Hank is measly, pathetic, who even as an adult has had the excuse of “being the youngest” for getting a more leisurely ride than his brother. He is constantly scrounging for cash, with an alcohol problem, and three months behind his estranged daughter’s maintenance payments, as well as having an affair with his brother’s wife to boot. He’s one big mess. In three words: low-life-loser. Remarkably, despite their circumstances, they are not even pitiable characters.
Character Depth and Development
While the cast is relatively few, Lumet does a truly exceptional job in developing each character. He achieves this through a multiplicity of perspectives, where he delves deep into the character’s psyche, their present, and past. To truly develop an apprehension for the background, motives, and character of the film’s primary antagonists in such a limited amount of time is a hallmark of a director who understands the ingredients required to make hit after hit.

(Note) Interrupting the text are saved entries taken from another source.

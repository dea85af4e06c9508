//! HDF5/NeXus event data access (`NXevent_data` banks).
//!
//! A bank group holds `event_id`, `event_time_offset` (with a `units`
//! attribute), and the pulse table `event_index` / `event_time_zero`
//! (with `units` and an optional ISO-8601 `offset` attribute).

use crate::{Error, Result};
use hdf5::types::{
    FixedAscii, FixedUnicode, FloatSize, H5Type, IntSize, TypeDescriptor, VarLenAscii,
    VarLenUnicode,
};
use hdf5::{Dataset, File, Group};
use ndarray::s;
use nxevent_core::error::check_range;
use nxevent_core::{
    AnyEventDataPartitioner, EventDataPartitioner, PulseTime, PulseTimeGenerator, TimeUnit,
};
use std::collections::BTreeMap;
use std::marker::PhantomData;
use std::path::Path;

pub const EVENT_ID: &str = "event_id";
pub const EVENT_TIME_OFFSET: &str = "event_time_offset";
pub const EVENT_INDEX: &str = "event_index";
pub const EVENT_TIME_ZERO: &str = "event_time_zero";

/// Stored numeric type of a dataset.
#[derive(Clone, Copy, Debug, PartialEq, Eq, Hash)]
#[cfg_attr(feature = "serde", derive(serde::Serialize, serde::Deserialize))]
pub enum NumericKind {
    I32,
    I64,
    U32,
    U64,
    F32,
    F64,
}

impl NumericKind {
    /// Determines the kind of a dataset from its HDF5 type descriptor.
    ///
    /// # Errors
    /// Returns [`nxevent_core::Error::UnsupportedDataType`] for any type
    /// outside the supported set.
    pub fn of(dataset: &Dataset) -> Result<Self> {
        let descriptor = dataset.dtype()?.to_descriptor()?;
        match descriptor {
            TypeDescriptor::Integer(IntSize::U4) => Ok(Self::I32),
            TypeDescriptor::Integer(IntSize::U8) => Ok(Self::I64),
            TypeDescriptor::Unsigned(IntSize::U4) => Ok(Self::U32),
            TypeDescriptor::Unsigned(IntSize::U8) => Ok(Self::U64),
            TypeDescriptor::Float(FloatSize::U4) => Ok(Self::F32),
            TypeDescriptor::Float(FloatSize::U8) => Ok(Self::F64),
            other => Err(unsupported(dataset, &format!("{other:?}"))),
        }
    }

    #[must_use]
    pub const fn is_integral(self) -> bool {
        !matches!(self, Self::F32 | Self::F64)
    }

    #[must_use]
    pub const fn as_str(self) -> &'static str {
        match self {
            Self::I32 => "int32",
            Self::I64 => "int64",
            Self::U32 => "uint32",
            Self::U64 => "uint64",
            Self::F32 => "float32",
            Self::F64 => "float64",
        }
    }
}

impl std::fmt::Display for NumericKind {
    fn fmt(&self, f: &mut std::fmt::Formatter<'_>) -> std::fmt::Result {
        f.write_str(self.as_str())
    }
}

/// Element type of `event_time_offset` as read from file.
pub trait TimeOffset: H5Type + Copy + Default + Send + Sync + 'static {
    const KIND: NumericKind;

    fn to_f64(self) -> f64;
}

macro_rules! impl_time_offset {
    ($($ty:ty => $kind:ident),* $(,)?) => {
        $(
            impl TimeOffset for $ty {
                const KIND: NumericKind = NumericKind::$kind;

                #[allow(clippy::cast_precision_loss, clippy::cast_lossless)]
                fn to_f64(self) -> f64 {
                    self as f64
                }
            }
        )*
    };
}

impl_time_offset!(i32 => I32, i64 => I64, u32 => U32, u64 => U64, f32 => F32, f64 => F64);

/// Bank-level event reads for one file group.
pub trait NXEventDataSource<T: TimeOffset> {
    /// Selects bank `bank` for subsequent reads and returns a partitioner
    /// over its pulse table.
    ///
    /// # Errors
    /// Returns an error if the bank cannot be opened or its pulse table has
    /// an unsupported type or unit.
    fn set_bank_index(&mut self, bank: usize) -> Result<AnyEventDataPartitioner>;

    /// Reads `count` event ids starting at `start` into `buffer`.
    ///
    /// # Errors
    /// Returns an out-of-range error if the slice exceeds the dataset.
    fn read_event_id(&self, buffer: &mut Vec<i32>, start: usize, count: usize) -> Result<()>;

    /// Reads `count` time offsets starting at `start` into `buffer`.
    ///
    /// # Errors
    /// Returns an out-of-range error if the slice exceeds the dataset.
    fn read_event_time_offset(&self, buffer: &mut Vec<T>, start: usize, count: usize)
        -> Result<()>;

    /// Unit of the selected bank's time offsets.
    ///
    /// # Errors
    /// Returns an error if the unit attribute holds an unsupported unit.
    fn read_event_time_offset_unit(&self) -> Result<TimeUnit>;
}

struct BankDatasets {
    event_id: Dataset,
    event_time_offset: Dataset,
}

/// [`NXEventDataSource`] backed by an HDF5 file.
pub struct NXEventDataLoader<T: TimeOffset> {
    group: Group,
    bank_names: Vec<String>,
    num_workers: usize,
    bank: Option<BankDatasets>,
    _file: File,
    _marker: PhantomData<T>,
}

impl<T: TimeOffset> NXEventDataLoader<T> {
    /// Opens `group_name` in `path`; partitioners route to `num_workers`.
    ///
    /// # Errors
    /// Returns an error if the file or group cannot be opened.
    pub fn open<P: AsRef<Path>>(
        path: P,
        group_name: &str,
        bank_names: &[String],
        num_workers: usize,
    ) -> Result<Self> {
        let file = File::open(path)?;
        let group = file.group(group_name)?;
        Ok(Self {
            group,
            bank_names: bank_names.to_vec(),
            num_workers,
            bank: None,
            _file: file,
            _marker: PhantomData,
        })
    }

    #[must_use]
    pub fn bank_count(&self) -> usize {
        self.bank_names.len()
    }

    fn selected(&self) -> Result<&BankDatasets> {
        self.bank
            .as_ref()
            .ok_or_else(|| Error::InvalidFormat("no bank selected".to_string()))
    }

    fn bank_group(&self, bank: usize) -> Result<Group> {
        let name = self.bank_names.get(bank).ok_or_else(|| {
            Error::from(nxevent_core::Error::out_of_range(
                "bank index",
                bank,
                1,
                self.bank_names.len(),
            ))
        })?;
        Ok(self.group.group(name)?)
    }
}

impl<T: TimeOffset> NXEventDataSource<T> for NXEventDataLoader<T> {
    fn set_bank_index(&mut self, bank: usize) -> Result<AnyEventDataPartitioner> {
        let group = self.bank_group(bank)?;
        let partitioner = read_partitioner(&group, self.num_workers)?;
        self.bank = Some(BankDatasets {
            event_id: group.dataset(EVENT_ID)?,
            event_time_offset: group.dataset(EVENT_TIME_OFFSET)?,
        });
        Ok(partitioner)
    }

    fn read_event_id(&self, buffer: &mut Vec<i32>, start: usize, count: usize) -> Result<()> {
        read_slice(&self.selected()?.event_id, buffer, start, count)
    }

    fn read_event_time_offset(
        &self,
        buffer: &mut Vec<T>,
        start: usize,
        count: usize,
    ) -> Result<()> {
        read_slice(&self.selected()?.event_time_offset, buffer, start, count)
    }

    fn read_event_time_offset_unit(&self) -> Result<TimeUnit> {
        time_offset_unit(&self.selected()?.event_time_offset)
    }
}

/// Pulse table and partitioner construction for one bank group.
///
/// # Errors
/// Returns an error if the pulse datasets are missing or have unsupported
/// types or units.
pub fn read_partitioner(group: &Group, num_workers: usize) -> Result<AnyEventDataPartitioner> {
    let index_dataset = group.dataset(EVENT_INDEX)?;
    let zero_dataset = group.dataset(EVENT_TIME_ZERO)?;
    let event_index = read_event_index(&index_dataset)?;

    let offset = match read_attr_string(&zero_dataset, "offset")? {
        Some(value) => PulseTime::parse_iso8601(&value)?,
        None => PulseTime::EPOCH,
    };
    let kind = NumericKind::of(&zero_dataset)?;
    let unit = match read_attr_string(&zero_dataset, "units")? {
        Some(value) => TimeUnit::parse(&value, EVENT_TIME_ZERO)?,
        None if kind.is_integral() => TimeUnit::Nanosecond,
        None => TimeUnit::Second,
    };

    let partitioner = match kind {
        NumericKind::I32 => {
            integral(num_workers, event_index, widen_i32(&zero_dataset)?, unit, offset)?
        }
        NumericKind::I64 => {
            let zeros = zero_dataset.read_raw::<i64>()?;
            integral(num_workers, event_index, zeros, unit, offset)?
        }
        NumericKind::U32 => {
            integral(num_workers, event_index, widen_u32(&zero_dataset)?, unit, offset)?
        }
        NumericKind::U64 => {
            integral(num_workers, event_index, narrow_u64(&zero_dataset)?, unit, offset)?
        }
        NumericKind::F32 => {
            let values = zero_dataset.read_raw::<f32>()?;
            let values = values.into_iter().map(f64::from).collect();
            floating(num_workers, event_index, values, unit, offset)?
        }
        NumericKind::F64 => {
            floating(num_workers, event_index, zero_dataset.read_raw::<f64>()?, unit, offset)?
        }
    };
    Ok(partitioner)
}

Before the Devil Knows You’re Dead utilizes substantially flawed, unlikeable characters, but the film’s power still manages to conjure up feelings of empathy, and understanding from its audience — the reasons Andy and Hank have been driven to commit such a heinous, unthinkable crime against their own flesh and blood is still met with a certain degree of reproachful comprehension. Before the Devil Knows You’re Dead is a movie that is anxiety-provoking and palpably stressful to watch (and not just because of its brilliant editing technique utilizing shattered glass); it makes you feel and think, it takes you out of yourself and into the lives of the two brothers.

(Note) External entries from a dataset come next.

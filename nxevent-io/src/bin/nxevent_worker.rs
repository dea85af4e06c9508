//! Worker subprocess of the multi-process event loader.
//!
//! Fills one shared-memory segment from a slice of the global event stream
//! and exits 0 on success. Arguments follow [`WorkerArgs::to_args`].

use nxevent_io::fill::fill_segment;
use nxevent_io::multiprocess::SHM_DIR_ENV;
use nxevent_io::shmem::default_shm_dir;
use nxevent_io::WorkerArgs;
use std::error::Error as _;
use std::path::PathBuf;
use std::process::ExitCode;

fn run(args: &[String]) -> nxevent_io::Result<()> {
    let args = WorkerArgs::from_args(args)?;
    let shm_dir = std::env::var_os(SHM_DIR_ENV).map_or_else(default_shm_dir, PathBuf::from);
    fill_segment(&args, &shm_dir)
}

fn main() -> ExitCode {
    env_logger::init();
    let args: Vec<String> = std::env::args().skip(1).collect();

    match run(&args) {
        Ok(()) => ExitCode::SUCCESS,
        Err(e) => {
            eprintln!("nxevent-worker: {e}");
            let mut source = e.source();
            while let Some(cause) = source {
                eprintln!("  caused by: {cause}");
                source = cause.source();
            }
            ExitCode::FAILURE
        }
    }
}
//! Error types for nxevent-core.

use thiserror::Error;

/// Result type alias for nxevent operations.
pub type Result<T> = std::result::Result<T, Error>;

/// Core error types for event loading.
#[derive(Error, Debug)]
pub enum Error {
    /// Pulse index table has no entries.
    #[error("empty event index table, cannot resolve pulse times")]
    EmptyEventIndex,

    /// Time unit not accepted for the given quantity.
    #[error("unsupported time unit '{unit}' for {context}")]
    UnsupportedTimeUnit { unit: String, context: String },

    /// Stored numeric type is not one of the supported kinds.
    #[error("unsupported data type {kind} for dataset '{dataset}'")]
    UnsupportedDataType { dataset: String, kind: String },

    /// Read or slice extends past the end of the available data.
    #[error("{what}: range start {start} count {count} exceeds length {len}")]
    OutOfRange {
        what: String,
        start: usize,
        count: usize,
        len: usize,
    },

    /// Event id maps to a negative global spectrum index.
    #[error("event id {id} is below bank offset {offset}")]
    InvalidEventId { id: i64, offset: i64 },

    /// Configuration error.
    #[error("configuration error: {0}")]
    ConfigError(String),

    /// Unparseable absolute timestamp.
    #[error("invalid timestamp: {0}")]
    InvalidTimestamp(String),
}

impl Error {
    /// Builds an [`Error::OutOfRange`] for the named quantity.
    #[must_use]
    pub fn out_of_range(what: &str, start: usize, count: usize, len: usize) -> Self {
        Self::OutOfRange {
            what: what.to_string(),
            start,
            count,
            len,
        }
    }
}

/// Fails with [`Error::OutOfRange`] unless `start + count <= len`.
///
/// # Errors
/// Returns an error if the range is not fully contained in `0..len`.
pub fn check_range(what: &str, start: usize, count: usize, len: usize) -> Result<()> {
    match start.checked_add(count) {
        Some(end) if end <= len => Ok(()),
        _ => Err(Error::out_of_range(what, start, count, len)),
    }
}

Through Lumet’s own admission in that 1995 interview with Charlie Rose, if a movie doesn’t make $100 million, it will be viewed as a flop; ironically Before the Devil Knows You’re Dead only just scraped a quarter of that, proving that financial success has little equivalence with genius. Lumet wasn’t just an avant-garde filmmaker, but a sensational storyteller, and his final movie before his death demonstrated that brilliantly.